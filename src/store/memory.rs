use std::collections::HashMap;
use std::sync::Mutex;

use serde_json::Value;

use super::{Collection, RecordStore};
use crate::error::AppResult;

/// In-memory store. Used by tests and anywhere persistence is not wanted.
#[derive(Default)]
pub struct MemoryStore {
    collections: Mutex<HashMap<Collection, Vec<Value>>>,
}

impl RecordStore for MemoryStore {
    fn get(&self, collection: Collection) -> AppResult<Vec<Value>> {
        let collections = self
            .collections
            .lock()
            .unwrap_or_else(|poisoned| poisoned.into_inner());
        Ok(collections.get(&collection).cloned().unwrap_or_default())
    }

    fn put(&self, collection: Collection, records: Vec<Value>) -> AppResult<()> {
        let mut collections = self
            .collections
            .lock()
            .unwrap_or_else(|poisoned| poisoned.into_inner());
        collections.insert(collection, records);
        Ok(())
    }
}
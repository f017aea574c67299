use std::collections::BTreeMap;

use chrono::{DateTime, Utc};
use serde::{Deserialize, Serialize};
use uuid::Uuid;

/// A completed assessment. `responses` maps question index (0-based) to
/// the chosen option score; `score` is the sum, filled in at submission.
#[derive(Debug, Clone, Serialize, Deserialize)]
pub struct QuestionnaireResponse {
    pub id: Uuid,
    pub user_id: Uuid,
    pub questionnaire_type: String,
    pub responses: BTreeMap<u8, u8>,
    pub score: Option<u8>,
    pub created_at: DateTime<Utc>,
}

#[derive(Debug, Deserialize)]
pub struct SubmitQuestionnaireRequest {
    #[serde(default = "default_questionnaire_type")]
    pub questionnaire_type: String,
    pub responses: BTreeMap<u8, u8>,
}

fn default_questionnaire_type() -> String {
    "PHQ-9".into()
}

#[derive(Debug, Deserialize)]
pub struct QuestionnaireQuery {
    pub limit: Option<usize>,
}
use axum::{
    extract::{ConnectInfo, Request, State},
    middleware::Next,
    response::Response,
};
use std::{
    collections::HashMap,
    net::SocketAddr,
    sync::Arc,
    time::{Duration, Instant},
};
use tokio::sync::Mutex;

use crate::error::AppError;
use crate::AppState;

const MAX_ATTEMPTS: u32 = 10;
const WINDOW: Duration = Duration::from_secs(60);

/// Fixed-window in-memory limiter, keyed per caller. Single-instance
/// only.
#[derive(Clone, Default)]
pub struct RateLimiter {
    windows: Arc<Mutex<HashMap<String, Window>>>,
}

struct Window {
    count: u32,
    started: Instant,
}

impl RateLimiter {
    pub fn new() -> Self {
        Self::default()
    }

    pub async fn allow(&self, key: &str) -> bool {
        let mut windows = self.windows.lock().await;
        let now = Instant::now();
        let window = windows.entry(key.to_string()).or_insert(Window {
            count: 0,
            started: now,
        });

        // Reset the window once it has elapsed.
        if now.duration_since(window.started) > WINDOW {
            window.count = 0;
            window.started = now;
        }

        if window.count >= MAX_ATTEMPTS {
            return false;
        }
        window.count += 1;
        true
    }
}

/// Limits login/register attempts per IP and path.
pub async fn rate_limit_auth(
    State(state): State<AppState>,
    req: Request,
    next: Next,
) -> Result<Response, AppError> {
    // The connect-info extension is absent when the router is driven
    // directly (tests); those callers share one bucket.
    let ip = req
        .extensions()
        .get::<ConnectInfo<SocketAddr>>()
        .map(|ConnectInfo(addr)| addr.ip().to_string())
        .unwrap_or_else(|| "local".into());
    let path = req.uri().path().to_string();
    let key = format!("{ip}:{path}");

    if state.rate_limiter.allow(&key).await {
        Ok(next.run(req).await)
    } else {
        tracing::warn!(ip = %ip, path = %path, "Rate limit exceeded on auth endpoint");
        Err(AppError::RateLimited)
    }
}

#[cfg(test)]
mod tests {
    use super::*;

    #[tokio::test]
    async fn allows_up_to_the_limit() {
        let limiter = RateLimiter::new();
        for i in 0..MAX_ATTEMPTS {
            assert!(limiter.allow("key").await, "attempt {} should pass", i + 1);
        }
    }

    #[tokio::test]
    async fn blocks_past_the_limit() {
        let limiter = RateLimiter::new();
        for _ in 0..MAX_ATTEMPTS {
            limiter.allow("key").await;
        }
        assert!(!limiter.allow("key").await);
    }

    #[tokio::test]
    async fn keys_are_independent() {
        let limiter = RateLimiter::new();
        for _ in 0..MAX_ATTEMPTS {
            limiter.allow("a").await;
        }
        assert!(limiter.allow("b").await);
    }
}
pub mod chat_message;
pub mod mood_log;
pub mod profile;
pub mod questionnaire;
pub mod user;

-----

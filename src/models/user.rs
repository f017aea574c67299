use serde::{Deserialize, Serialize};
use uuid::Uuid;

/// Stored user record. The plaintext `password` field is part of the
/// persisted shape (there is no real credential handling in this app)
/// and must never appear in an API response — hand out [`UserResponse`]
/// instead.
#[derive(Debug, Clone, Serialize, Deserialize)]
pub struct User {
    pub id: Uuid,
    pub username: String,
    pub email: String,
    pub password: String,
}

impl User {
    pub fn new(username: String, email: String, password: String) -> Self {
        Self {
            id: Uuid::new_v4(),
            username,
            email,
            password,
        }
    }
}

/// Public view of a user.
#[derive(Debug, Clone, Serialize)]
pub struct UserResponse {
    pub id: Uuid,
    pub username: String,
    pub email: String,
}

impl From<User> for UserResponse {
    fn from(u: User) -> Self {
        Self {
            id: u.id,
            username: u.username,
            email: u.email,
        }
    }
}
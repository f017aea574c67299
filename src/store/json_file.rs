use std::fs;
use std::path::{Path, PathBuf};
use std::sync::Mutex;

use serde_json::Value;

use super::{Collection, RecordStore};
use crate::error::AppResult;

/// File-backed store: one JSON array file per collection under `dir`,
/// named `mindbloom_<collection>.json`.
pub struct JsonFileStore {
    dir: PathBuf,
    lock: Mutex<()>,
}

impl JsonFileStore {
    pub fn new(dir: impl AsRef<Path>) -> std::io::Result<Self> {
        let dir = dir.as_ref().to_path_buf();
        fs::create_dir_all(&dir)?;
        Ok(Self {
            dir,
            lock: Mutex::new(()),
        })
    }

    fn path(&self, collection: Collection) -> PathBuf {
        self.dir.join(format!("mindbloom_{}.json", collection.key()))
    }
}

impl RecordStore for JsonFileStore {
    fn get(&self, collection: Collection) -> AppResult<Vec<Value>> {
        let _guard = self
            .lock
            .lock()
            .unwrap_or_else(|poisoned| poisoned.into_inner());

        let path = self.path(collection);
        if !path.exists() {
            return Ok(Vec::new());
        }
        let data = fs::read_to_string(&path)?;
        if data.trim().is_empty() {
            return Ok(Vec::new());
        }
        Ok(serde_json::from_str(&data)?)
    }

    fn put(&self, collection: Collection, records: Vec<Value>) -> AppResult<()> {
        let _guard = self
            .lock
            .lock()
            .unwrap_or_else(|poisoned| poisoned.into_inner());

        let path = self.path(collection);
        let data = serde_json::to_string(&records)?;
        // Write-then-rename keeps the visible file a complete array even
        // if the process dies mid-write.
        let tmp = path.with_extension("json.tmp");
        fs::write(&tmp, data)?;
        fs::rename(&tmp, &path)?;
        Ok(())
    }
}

-----

For every line in the entries above that contains "Mutex", add one to a count, and give that number by itself.

7